Some 3,000 kilometres separate the capitals of Uganda and Nigeria, but on the issue of homosexuality and law you can hardly fit a slim legal document between them.
The leaders of both countries believe that homosexuality is a sickness; one says it might exist in the West because of "abnormal breeding".
When such scientifically stupid views come from the top, it's no surprise that ordinary people take that as encouragement to carry out pogroms against gay people.
In the Ugandan capital, Kampala, Parliament is poised to enable tougher anti-gay laws. These will not only result in a witch hunt for homosexuals, it could cause a rift between Uganda and the United States.
President Obama has already called the proposed laws "odious", and hinted that the US may have to consider the amount of aid it gives to Uganda.
The country already has laws banning homosexuality, but the new legislation tightens the restrictions, raises the penalties, and catches lesbians in its snare.
If the legislation is passed, then people could face life imprisonment.
The original draft would have authorised the death penalty in some cases, but this was taken out after an international outcry.
It will also be a crime not to report gay people to the police, and anyone discussing homosexuality, without condemning it, risks being imprisoned.
Over the weekend Mr Obama's national security advisor, Susan Rice, phoned Ugandan President Yoweri Museveni, urging him not to sign the bill.
If he doesn't, a two thirds majority in parliament can still force it through - but some lawmakers may not support the measure if the president comes out against it.
At time of writing it appears the president will back the bill, which would be a popular move in Uganda.
Mr Museveni is on record as believing that gay people are sick, he approves of them being jailed, but not for life, and he is against the death penalty for homosexuality.
He has played the race card. Along with many African politicians he has argued that homosexuality is a Western disease.

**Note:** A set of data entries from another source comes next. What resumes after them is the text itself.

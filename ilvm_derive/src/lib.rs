//! Derive macros for the ilvm crate.
//!
//! Provides `#[derive(Error)]` - error type boilerplate (thiserror replacement).

mod error;

use proc_macro::TokenStream;

/// Automatically implements `Display` and `Error` traits for error enums.
#[proc_macro_derive(Error, attributes(error))]
pub fn derive_error(input: TokenStream) -> TokenStream {
    error::derive_error(input)
}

He has even written that "it could be that the Western societies, on account of random breeding, have generated many abnormal people".
That comment is up there with former President Ahmadinejad's remark that there are no gays in Iran.
It's possible the president knows how stupid this is, how it flies in the face of all recorded history, but he's smart enough to know it plays well with large section of Ugandan society, and elsewhere on the African continent.
Those who fear homosexuality can hide their prejudice behind this pseudo-science whilst at the same time make out they are on the side of their indigenous culture, protecting it from evil western ways.
The self-righteous gay haters in Nigeria follow the same reasoning - all the way to murdering people.
Last week four men were lucky to escape with their lives when mob of 50 beat them up in the capital Abuja.
The four were then dragged to a police station where the officers continued to beat them for being gay.
The men risk being caught in a web of laws compromising Nigeria's new Same Sex Marriage (Prohibition) Act, and jailed for up to 14 years.
There are several ironies here.
The laws banning same sex relationships are similar to those the apartheid regime in South Africa used to ban sex and marriage between different races.
Part of the justification used to justify the apartheid laws was underpinned by a version of Christianity, and religion plays a large role in the current situation in Nigerian and Uganda.
It is also ironic that some of the existing anti-homosexual laws right across Africa were inherited from the European colonialists.
They were left on the statue books when the Europeans went home. They've moved on, the laws are stuck in an era of prejudice.